Thu, Apr 05, 2012 at 08:10:49PM -0400, Matt Addison:
> On Thu, Apr 5, 2012 at 16:15, heasley <heas at shrubbery.net> wrote:
> >
> > is there are a reason that you chose this direction as opposed to simply
> > using the securid PAM module that they make available [and i presume that
> > they still make it available]?
> 
> In our case we were already using the tac_plus PAM option for
> centralized authentication (LDAP/Kerberos) for user login passwords.
> This patch allows us to use centralized information for login via PAM
> and still use RSA for enable.
> 
> There are also some potentially interesting opportunities with direct
> ACE client integration, such as using the NAS or client IP addresses
> as the authentication source to do additional access restriction and
> logging at the RSA authentication manager (especially if different
> groups are responsible for systems/network).

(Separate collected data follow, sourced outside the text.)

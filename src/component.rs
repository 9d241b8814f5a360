// Copyright (C) 2025 FZI Forschungszentrum Informatik
// SPDX-License-Identifier: Apache-2.0
//! Common base of all decode components

use alloc::boxed::Box;
use alloc::format;
use alloc::string::String;

use crate::attach::AttachPoint;
use crate::error::{self, Error, ErrorCode, ErrorLog, Severity};

#[cfg(test)]
mod tests;

/// Name, operation mode and error logging shared by all components
pub struct Component {
    name: String,
    op_flags: u32,
    supported_op_flags: u32,
    logger: AttachPoint<Box<dyn ErrorLog>>,
    verbosity: Severity,
}

impl Component {
    /// Create a new component
    ///
    /// The component's name will be `prefix` followed by the instance number,
    /// if any. Only the `supported_op_flags` may be set via
    /// [`set_op_mode`][Self::set_op_mode].
    pub fn new(prefix: &str, instance: Option<usize>, supported_op_flags: u32) -> Self {
        let name = match instance {
            Some(n) => format!("{prefix}_{n}"),
            None => prefix.into(),
        };
        Self {
            name,
            op_flags: 0,
            supported_op_flags,
            logger: Default::default(),
            verbosity: Severity::Error,
        }
    }

    /// Retrieve the component's name
    pub fn name(&self) -> &str {
        self.name.as_str()
    }

    /// Set the operation mode flags
    ///
    /// Fails with [`ErrorCode::InvalidParamVal`] if any flag is not supported.
    pub fn set_op_mode(&mut self, flags: u32) -> Result<(), ErrorCode> {
        if flags & !self.supported_op_flags != 0 {
            return Err(ErrorCode::InvalidParamVal);
        }
        self.op_flags = flags;
        Ok(())
    }

    /// Retrieve the current operation mode flags
    pub fn op_mode(&self) -> u32 {
        self.op_flags
    }

    /// Check whether all of the given operation mode flags are set
    pub fn has_op_flags(&self, flags: u32) -> bool {
        self.op_flags & flags == flags
    }

    /// Retrieve the supported operation mode flags
    pub fn supported_op_modes(&self) -> u32 {
        self.supported_op_flags
    }

    /// Retrieve the attachment point for an [`ErrorLog`]
    pub fn error_logger(&mut self) -> &mut AttachPoint<Box<dyn ErrorLog>> {
        &mut self.logger
    }

    /// Retrieve the logging verbosity
    pub fn verbosity(&self) -> Severity {
        self.verbosity
    }

    /// Set the logging verbosity
    pub fn set_verbosity(&mut self, level: Severity) {
        self.verbosity = level;
    }

    /// Check whether messages of the given [`Severity`] would be forwarded
    pub fn is_logging(&self, level: Severity) -> bool {
        level != Severity::None && level <= self.verbosity
    }

    /// Report an [`Error`]
    pub fn log_error(&mut self, error: &Error) {
        error::emit_error(&self.name, error);
        if self.is_logging(error.severity()) {
            if let Some(logger) = self.logger.first_mut() {
                logger.log_error(&self.name, error);
            }
        }
    }

    /// Report a plain message
    pub fn log_message(&mut self, severity: Severity, message: &str) {
        error::emit_message(&self.name, severity, message);
        if self.is_logging(severity) {
            if let Some(logger) = self.logger.first_mut() {
                logger.log_message(&self.name, severity, message);
            }
        }
    }
}

impl core::fmt::Debug for Component {
    fn fmt(&self, f: &mut core::fmt::Formatter<'_>) -> core::fmt::Result {
        f.debug_struct("Component")
            .field("name", &self.name)
            .field("op_flags", &self.op_flags)
            .field("verbosity", &self.verbosity)
            .finish_non_exhaustive()
    }
}
// Copyright (C) 2025 FZI Forschungszentrum Informatik
// SPDX-License-Identifier: Apache-2.0
//! Packet processor
//!
//! The [`Processor`] splits the byte stream of a single trace source into
//! [`Packet`]s. Input may be fragmented arbitrarily: partial packets are
//! buffered between calls.
//!
//! Before any packet can be decoded, the processor needs to find an A-Sync
//! sequence, i.e. five `0x00` followed by `0x80`. Any data preceding it is
//! reported as [`Kind::NotSync`] packets.

use alloc::boxed::Box;
use alloc::string::String;
use alloc::vec::Vec;

use crate::attach::AttachPoint;
use crate::component::Component;
use crate::datapath::{Op, PacketMonitor, PacketSink, Resp, TraceDataIn};
use crate::error::{Error, ErrorCode, Severity};
use crate::types::Isa;

use super::config::Config;
use super::packet::{Exception, ISyncReason, Kind, Packet};

/// Don't forward bad packets to the attached sink
pub const NOFWD_BAD_PKTS: u32 = 0x10;
/// Don't pass bad packets to the attached monitor
pub const NOMON_BAD_PKTS: u32 = 0x20;
/// Respond with an error instead of forwarding bad packets
pub const ERR_BAD_PKTS: u32 = 0x40;
/// Drop stream synchronisation after a bad packet
pub const UNSYNC_ON_BAD_PKTS: u32 = 0x80;

const SUPPORTED_OP_FLAGS: u32 = NOFWD_BAD_PKTS | NOMON_BAD_PKTS | ERR_BAD_PKTS | UNSYNC_ON_BAD_PKTS;

const ASYNC_SIZE: usize = 6;
const MAX_PACKET_SIZE: usize = 32;
const MAX_NOT_SYNC: usize = 16;
const MAX_SYNC_ZEROS: usize = 13;

/// Processing statistics
#[derive(Copy, Clone, Debug, Default, PartialEq, Eq)]
pub struct Stats {
    /// Total number of bytes processed
    pub channel_total: u64,
    /// Number of bytes reported as not synchronised
    pub channel_unsynced: u64,
    pub bad_header_errs: u32,
    pub bad_sequence_errs: u32,
}

#[derive(Copy, Clone, Debug, PartialEq, Eq)]
enum State {
    WaitSync,
    ProcHdr,
    ProcData,
    SendPkt,
    /// Unrecoverable error, cleared only by a reset
    ProcErr(Resp),
}

/// Leading part of the buffer to be sent as a packet of its own
#[derive(Copy, Clone, Debug)]
struct PartPacket {
    len: usize,
    next_state: State,
    next_kind: Kind,
}

/// Packet processor for a single trace source
///
/// Packets are forwarded to the [`PacketSink`] attached to
/// [`packet_sink`][Self::packet_sink] together with the index of their first
/// byte. Raw packet bytes may be observed through a [`PacketMonitor`]
/// attached to [`raw_monitor`][Self::raw_monitor].
pub struct Processor<S> {
    component: Component,
    config: Option<Config>,
    sink: AttachPoint<S>,
    monitor: AttachPoint<Box<dyn PacketMonitor<Packet>>>,
    stats: Stats,
    state: State,
    packet: Packet,
    buf: Vec<u8>,
    index: u64,
    part: Option<PartPacket>,
    stream_sync: bool,
    start_of_sync: bool,
    bytes_expected: usize,
    branch_needs_ex: bool,
    isync_got_cc: bool,
    isync_lsip: bool,
    isync_info_idx: usize,
    expect_data_addr: bool,
    found_data_addr: bool,
}

impl<S> Processor<S> {
    /// Create a new, unconfigured processor
    pub fn new(instance: usize) -> Self {
        Self {
            component: Component::new("PKTP_ETMV3", Some(instance), SUPPORTED_OP_FLAGS),
            config: None,
            sink: Default::default(),
            monitor: Default::default(),
            stats: Default::default(),
            state: State::WaitSync,
            packet: Default::default(),
            buf: Vec::with_capacity(MAX_PACKET_SIZE),
            index: 0,
            part: None,
            stream_sync: false,
            start_of_sync: false,
            bytes_expected: 0,
            branch_needs_ex: false,
            isync_got_cc: false,
            isync_lsip: false,
            isync_info_idx: 0,
            expect_data_addr: false,
            found_data_addr: false,
        }
    }

    pub fn component(&self) -> &Component {
        &self.component
    }

    pub fn component_mut(&mut self) -> &mut Component {
        &mut self.component
    }

    /// Set the configuration of the trace source
    ///
    /// This resets the processor.
    pub fn set_config(&mut self, config: Config) {
        self.config = Some(config);
        self.init_processor_state();
    }

    pub fn config(&self) -> Option<&Config> {
        self.config.as_ref()
    }

    /// Access the attachment point for the downstream [`PacketSink`]
    pub fn packet_sink(&mut self) -> &mut AttachPoint<S> {
        &mut self.sink
    }

    /// Access the attachment point for the raw packet monitor
    pub fn raw_monitor(&mut self) -> &mut AttachPoint<Box<dyn PacketMonitor<Packet>>> {
        &mut self.monitor
    }

    pub fn stats(&self) -> &Stats {
        &self.stats
    }

    pub fn reset_stats(&mut self) {
        self.stats = Default::default();
    }

    /// Determine whether the processor found an A-Sync in the stream
    pub fn is_synced(&self) -> bool {
        self.stream_sync
    }

    fn init_processor_state(&mut self) {
        self.stream_sync = false;
        self.start_of_sync = false;
        self.state = State::WaitSync;
        self.part = None;
        self.packet.reset_state();
        self.init_packet_state();
    }

    fn init_packet_state(&mut self) {
        self.bytes_expected = 0;
        self.branch_needs_ex = false;
        self.isync_got_cc = false;
        self.isync_lsip = false;
        self.isync_info_idx = 0;
        self.expect_data_addr = false;
        self.found_data_addr = false;
        self.buf.clear();
        self.packet.clear();
    }

    fn log(&mut self, code: ErrorCode, message: impl Into<String>) {
        let mut error = Error::new(Severity::Error, code)
            .with_index(self.index)
            .with_message(message);
        if let Some(config) = self.config {
            error = error.with_chan_id(config.trace_id());
        }
        self.component.log_error(&error);
    }

    fn monitor_op(&mut self, op: Op, index: u64) {
        if let Some(monitor) = self.monitor.first_mut() {
            monitor.raw_packet(op, index, None, &[]);
        }
    }

    fn set_part_packet(&mut self, len: usize, next_state: State, next_kind: Kind) {
        self.part = Some(PartPacket {
            len,
            next_state,
            next_kind,
        });
    }

    fn header_error(&mut self, kind: Kind, message: &str) {
        self.stats.bad_header_errs += 1;
        self.log(ErrorCode::InvalidPcktHdr, message);
        self.packet.set_err(kind);
        self.bad_packet();
    }

    fn sequence_error(&mut self, message: &str) {
        self.stats.bad_sequence_errs += 1;
        self.log(ErrorCode::BadPacketSeq, message);
        self.packet.set_err(Kind::BadSequence);
        self.bad_packet();
    }

    fn bad_packet(&mut self) {
        self.state = if self.component.has_op_flags(ERR_BAD_PKTS) {
            State::ProcErr(Resp::FatalInvalidData)
        } else {
            State::SendPkt
        };
    }

    fn interp_error(&mut self, message: &str) {
        self.log(ErrorCode::PktInterpFail, message);
        self.state = State::ProcErr(Resp::FatalSysErr);
    }
}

I've POC'd this but have
> not investigated implementing configuration options for it.
> 
> ~Matt

is this commented-out code intentional?

static int
aceclnt_verify(char *name, char *passwd, struct authen_data *data)
{
    struct private_data *p = data->method_data;
    SDI_HANDLE SdiHandle = p->SdiHandle;
    int acmRet;

    data->status = TAC_PLUS_AUTHEN_STATUS_FAIL;

    /*
    if (aceclntverify(aceclntp, passwd) == 0) {
        *//* S/Key authentication succeeded *//*
        data->status = TAC_PLUS_AUTHEN_STATUS_PASS;
        if (aceclntp->n < 5) {
            data->server_msg = tac_strdup("Password will expire soon");
            return(1);
        }
    } */
    acmRet = SD_Check(SdiHandle, passwd, name);
    if (acmRet == ACM_OK)
            data->status = TAC_PLUS_AUTHEN_STATUS_PASS;
    return(0);
}

have you tested enabling with aceclnt?